### Task requirements
Only the number is wanted: how many lines of the data contain "crate"?

++++ Provided entries

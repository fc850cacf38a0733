//! List site content

use anyhow::Result;

use crate::content::loader::ContentLoader;
use crate::content::{Entry, Project, ProjectType};
use crate::helpers;
use crate::Folio;

/// Narrowing applied to `posts` and `projects` listings
#[derive(Debug, Clone, Default)]
pub struct ListFilter {
    pub category: Option<String>,
    pub search: Option<String>,
    pub kind: Option<ProjectType>,
}

impl ListFilter {
    fn apply<'a, T: Entry>(&self, entries: &'a [T]) -> Vec<&'a T> {
        let mut selected: Vec<&T> = match &self.category {
            Some(category) => helpers::filter_by_category(entries, category),
            None => entries.iter().collect(),
        };
        if let Some(term) = &self.search {
            let hits: Vec<&str> = helpers::search(entries, term)
                .into_iter()
                .map(|e| e.slug())
                .collect();
            selected.retain(|e| hits.contains(&e.slug()));
        }
        selected
    }
}

/// Lines describing the requested content type
pub fn render(folio: &Folio, content_type: &str, filter: &ListFilter) -> Result<Vec<String>> {
    let loader = ContentLoader::new(folio);
    let mut lines = Vec::new();

    match content_type {
        "post" | "posts" => {
            let posts = loader.load_posts()?;
            let selected = filter.apply(&posts);
            lines.push(format!("Posts ({}):", selected.len()));
            for post in selected {
                let date = post
                    .date
                    .as_deref()
                    .map(helpers::format_date)
                    .unwrap_or_else(|| "Undated".to_string());
                lines.push(format!("  {} - {} [{}]", date, post.title, post.slug));
            }
        }
        "project" | "projects" => {
            let projects = loader.load_projects()?;
            let projects: Vec<Project> = match filter.kind {
                Some(kind) => helpers::projects_by_type(&projects, kind)
                    .into_iter()
                    .cloned()
                    .collect(),
                None => projects,
            };
            let selected = filter.apply(&projects);
            lines.push(format!("Projects ({}):", selected.len()));
            for project in selected {
                let year = project.year.map(|y| y.to_string()).unwrap_or_default();
                lines.push(format!(
                    "  {:>4} - {} ({}) [{}]",
                    year, project.title, project.kind, project.slug
                ));
            }
        }
        "category" | "categories" => {
            let posts = loader.load_posts()?;
            let categories = helpers::categories(&posts);
            lines.push(format!("Categories ({}):", categories.len() - 1));
            for category in categories.iter().skip(1) {
                let count = helpers::filter_by_category(&posts, category).len();
                lines.push(format!("  {} ({})", category, count));
            }
        }
        "tag" | "tags" => {
            let posts = loader.load_posts()?;
            let counts = helpers::label_counts(&posts);
            lines.push(format!("Tags ({}):", counts.len()));
            for (tag, count) in counts {
                lines.push(format!("  {} ({})", tag, count));
            }
        }
        "tech" => {
            let projects = loader.load_projects()?;
            let tech = helpers::labels(&projects);
            lines.push(format!("Tech ({}):", tech.len()));
            for item in tech {
                lines.push(format!("  {}", item));
            }
        }
        "year" | "years" => {
            let projects = loader.load_projects()?;
            let years = helpers::years(&projects);
            lines.push(format!("Years ({}):", years.len()));
            for year in years {
                lines.push(format!("  {}", year));
            }
        }
        _ => {
            anyhow::bail!(
                "Unknown type: {}. Available: post, project, category, tag, tech, year",
                content_type
            );
        }
    }

    Ok(lines)
}

/// Pretty JSON of the entry with `slug`, as it appears in the generated module
pub fn show(folio: &Folio, slug: &str, project: bool) -> Result<String> {
    let loader = ContentLoader::new(folio);
    let json = if project {
        let projects = loader.load_projects()?;
        helpers::find_by_slug(&projects, slug)
            .map(serde_json::to_string_pretty)
            .transpose()?
    } else {
        let posts = loader.load_posts()?;
        helpers::find_by_slug(&posts, slug)
            .map(serde_json::to_string_pretty)
            .transpose()?
    };
    json.ok_or_else(|| anyhow::anyhow!("No entry with slug: {}", slug))
}

/// Run the list command
pub fn run(folio: &Folio, content_type: &str, filter: &ListFilter) -> Result<()> {
    for line in render(folio, content_type, filter)? {
        println!("{}", line);
    }
    Ok(())
}

#[cfg(test)]
mod tests {
    use super::*;
    use std::fs;
    use tempfile::TempDir;

    fn site() -> (TempDir, Folio) {
        let tmp = TempDir::new().unwrap();
        let folio = Folio::new(tmp.path()).unwrap();
        fs::create_dir_all(&folio.blog_dir).unwrap();
        fs::create_dir_all(&folio.projects_dir).unwrap();
        fs::write(
            folio.blog_dir.join("a.md"),
            "---\ntitle: Rust Notes\ndate: 2024-01-15\ncategory: Tech\ntags: [rust, cli]\n---\nOwnership.\n",
        )
        .unwrap();
        fs::write(
            folio.blog_dir.join("b.md"),
            "---\ntitle: Rockets\ndate: 2024-06-01\ncategory: Science\ntags: [rust]\n---\nThrust.\n",
        )
        .unwrap();
        fs::write(
            folio.projects_dir.join("p.md"),
            "---\ntitle: Probe\nyear: 2023\ntype: github-only\ntech: [C, Rust]\n---\n",
        )
        .unwrap();
        fs::write(
            folio.projects_dir.join("q.md"),
            "---\ntitle: Quasar\nyear: 2025\ntech: [Rust]\n---\n",
        )
        .unwrap();
        (tmp, folio)
    }

    #[test]
    fn test_listing_does_not_create_directories() {
        let tmp = TempDir::new().unwrap();
        let folio = Folio::new(tmp.path()).unwrap();

        for kind in ["posts", "projects", "tags", "years"] {
            let lines = render(&folio, kind, &ListFilter::default()).unwrap();
            assert_eq!(lines.len(), 1, "{}", kind);
        }
        assert!(show(&folio, "missing", false).is_err());

        assert!(!folio.blog_dir.exists());
        assert!(!folio.projects_dir.exists());
        assert_eq!(fs::read_dir(tmp.path()).unwrap().count(), 0);
    }

    #[test]
    fn test_list_posts() {
        let (_tmp, folio) = site();
        let lines = render(&folio, "posts", &ListFilter::default()).unwrap();
        assert_eq!(
            lines,
            vec![
                "Posts (2):",
                "  June 1, 2024 - Rockets [b]",
                "  January 15, 2024 - Rust Notes [a]",
            ]
        );
    }

    #[test]
    fn test_filters() {
        let (_tmp, folio) = site();
        let filter = ListFilter {
            category: Some("Tech".to_string()),
            ..Default::default()
        };
        assert_eq!(render(&folio, "post", &filter).unwrap().len(), 2);

        let filter = ListFilter {
            search: Some("THRUST".to_string()),
            ..Default::default()
        };
        let lines = render(&folio, "post", &filter).unwrap();
        assert_eq!(lines[1], "  June 1, 2024 - Rockets [b]");

        let filter = ListFilter {
            kind: Some(ProjectType::GithubOnly),
            ..Default::default()
        };
        let lines = render(&folio, "projects", &filter).unwrap();
        assert_eq!(lines, vec!["Projects (1):", "  2023 - Probe (github-only) [p]"]);
    }

    #[test]
    fn test_aggregates() {
        let (_tmp, folio) = site();
        assert_eq!(
            render(&folio, "tags", &ListFilter::default()).unwrap(),
            vec!["Tags (2):", "  rust (2)", "  cli (1)"]
        );
        assert_eq!(
            render(&folio, "categories", &ListFilter::default()).unwrap(),
            vec!["Categories (2):", "  Science (1)", "  Tech (1)"]
        );
        assert_eq!(
            render(&folio, "tech", &ListFilter::default()).unwrap(),
            vec!["Tech (2):", "  Rust", "  C"]
        );
        assert_eq!(
            render(&folio, "years", &ListFilter::default()).unwrap(),
            vec!["Years (2):", "  2025", "  2023"]
        );
        assert!(render(&folio, "pages", &ListFilter::default()).is_err());
    }

    #[test]
    fn test_show() {
        let (_tmp, folio) = site();
        let json = show(&folio, "q", true).unwrap();
        assert!(json.contains("\"title\": \"Quasar\""));
        assert!(show(&folio, "missing", false).is_err());
    }
}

++++++++

### Reply to the exercise
4